Hypotheses for Accuracy Drops

Several hypotheses were explored to explain the accuracy decline, including:

  1. Statistical Error:
    • Given the substantial sample sizes, statistical fluctuations alone could not account for the observed drops in accuracy.
  2. Near-Duplicate Removal:
    • The stringent removal of near-duplicates might explain up to 1% of the accuracy drop, which is insufficient to fully account for the observed declines.
  3. Differences in Dataset Construction:
    • Small variations in human annotations and selection frequencies significantly impacted accuracies, as observed from the MTurk experiments.
  4. Adaptivity and Distribution Gaps:
    • The adaptivity gap, wherein models are tuned on specific test sets, was expected to play a role. However, this paper revealed no diminishing returns on new test sets, discounting adaptivity as the main cause.
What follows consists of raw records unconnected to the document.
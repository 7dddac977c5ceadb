// Login exchange against the Smartflo auth endpoint

use async_trait::async_trait;
use reqwest::Client;
use serde::{Deserialize, Serialize};
use std::fmt;
use std::time::Duration;
use thiserror::Error;

/// Lifetime assumed when the login response omits `expires_in`
const DEFAULT_EXPIRES_IN: u64 = 3600;

/// Why a login exchange did not produce a token.
///
/// Cloneable so one outcome can be handed to every caller waiting on the
/// same refresh.
#[derive(Error, Debug, Clone, PartialEq)]
pub enum LoginError {
    /// The auth endpoint answered with a non-success status
    #[error("login rejected: {status} - {message}")]
    Rejected { status: u16, message: String },

    /// The request never got a response
    #[error("login transport failure ({kind}): {message}")]
    Transport { kind: &'static str, message: String },

    #[error("login timed out after {0:?}")]
    Timeout(Duration),

    /// 2xx response that did not carry a usable token
    #[error("invalid login response: {0}")]
    InvalidResponse(String),

    /// The login task ended without reporting an outcome
    #[error("login task aborted: {0}")]
    Aborted(String),
}

/// Token material returned by a successful login
#[derive(Clone, PartialEq)]
pub struct LoginGrant {
    pub access_token: String,
    pub expires_in: u64,
}

impl fmt::Debug for LoginGrant {
    fn fmt(&self, f: &mut fmt::Formatter<'_>) -> fmt::Result {
        f.debug_struct("LoginGrant")
            .field("access_token", &"<redacted>")
            .field("expires_in", &self.expires_in)
            .finish()
    }
}

/// One call to the remote authentication endpoint
#[async_trait]
pub trait LoginExchange: Send + Sync {
    async fn login(&self) -> Result<LoginGrant, LoginError>;
}

/// Fixed service identity used for every login
#[derive(Clone)]
pub struct ServiceIdentity {
    pub email: String,
    pub password: String,
}

impl fmt::Debug for ServiceIdentity {
    fn fmt(&self, f: &mut fmt::Formatter<'_>) -> fmt::Result {
        f.debug_struct("ServiceIdentity")
            .field("email", &self.email)
            .field("password", &"<redacted>")
            .finish()
    }
}

/// Smartflo login request
#[derive(Serialize)]
struct LoginRequest<'a> {
    email: &'a str,
    password: &'a str,
}

/// Smartflo login response
#[derive(Deserialize)]
struct LoginResponse {
    access_token: Option<String>,
    expires_in: Option<u64>,
}

/// `POST {base}/auth/login` with the service identity
pub struct SmartfloLogin {
    client: Client,
    url: String,
    identity: ServiceIdentity,
}

impl SmartfloLogin {
    pub fn new(client: Client, base_url: &str, identity: ServiceIdentity) -> Self {
        Self {
            client,
            url: format!("{}/auth/login", base_url.trim_end_matches('/')),
            identity,
        }
    }
}

#[async_trait]
impl LoginExchange for SmartfloLogin {
    async fn login(&self) -> Result<LoginGrant, LoginError> {
        tracing::info!("Logging in to Smartflo as {}", self.identity.email);

        let request = LoginRequest {
            email: &self.identity.email,
            password: &self.identity.password,
        };

        let response = self
            .client
            .post(&self.url)
            .json(&request)
            .send()
            .await
            .map_err(|e| LoginError::Transport {
                kind: error_kind(&e),
                message: e.to_string(),
            })?;

        let status = response.status();
        if !status.is_success() {
            let error_text = response.text().await.unwrap_or_default();
            let message = remote_message(&error_text).unwrap_or(error_text);
            tracing::error!(status = status.as_u16(), "Smartflo login failed: {}", message);
            return Err(LoginError::Rejected {
                status: status.as_u16(),
                message,
            });
        }

        let data: LoginResponse = response
            .json()
            .await
            .map_err(|e| LoginError::InvalidResponse(e.to_string()))?;

        let access_token = data
            .access_token
            .filter(|t| !t.is_empty())
            .ok_or_else(|| {
                LoginError::InvalidResponse("response does not contain access_token".to_string())
            })?;

        let expires_in = data.expires_in.unwrap_or(DEFAULT_EXPIRES_IN);
        tracing::info!(expires_in, "Smartflo login succeeded");

        Ok(LoginGrant {
            access_token,
            expires_in,
        })
    }
}

/// Pull a `message` field out of a JSON error body
fn remote_message(body: &str) -> Option<String> {
    serde_json::from_str::<serde_json::Value>(body)
        .ok()?
        .get("message")?
        .as_str()
        .map(str::to_string)
}

/// Categorize a transport error for logs and error payloads
pub(crate) fn error_kind(e: &reqwest::Error) -> &'static str {
    if e.is_timeout() {
        "timeout"
    } else if e.is_connect() {
        "connection_failed"
    } else if e.is_request() {
        "request_error"
    } else if e.is_body() {
        "body_error"
    } else if e.is_decode() {
        "decode_error"
    } else {
        "unknown"
    }
}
Implications and Future Directions

The results of this paper have profound implications for the evaluation and development of machine learning models:

  • Dataset Reliability:
    • Current ImageNet classifiers exhibit a surprising sensitivity to minor discrepancies in dataset construction, implying that generalizations about model robustness need revisal.
  • Need for Diverse Test Sets:
    • More diverse and possibly multiple test sets may be necessary to fully evaluate the capabilities of models and avoid overfitting to a single, specific dataset.
  • Robust Learning Algorithms:
    • There is a pressing need to develop learning algorithms that are more resilient to subtle distribution shifts and hence capable of true generalization.
  • Human Baselines:
    • Understanding the efficiency of human annotations further can aid in improving dataset quality and ensuring class definitions are comprehensive and unambiguous.

Conclusion

The findings from this research caution against over-relying on single benchmark test sets for evaluating the performance of machine learning models. As models advance towards higher accuracy levels, ensuring they generalize well to unseen, slightly varied data becomes paramount. This paper serves as a call to the community to consider more stringent and varied tests for model evaluation and to improve dataset documentation and annotation transparency in future benchmarks. This ensures the benchmarks keep pace with increasing model sophistication and reliability expectations.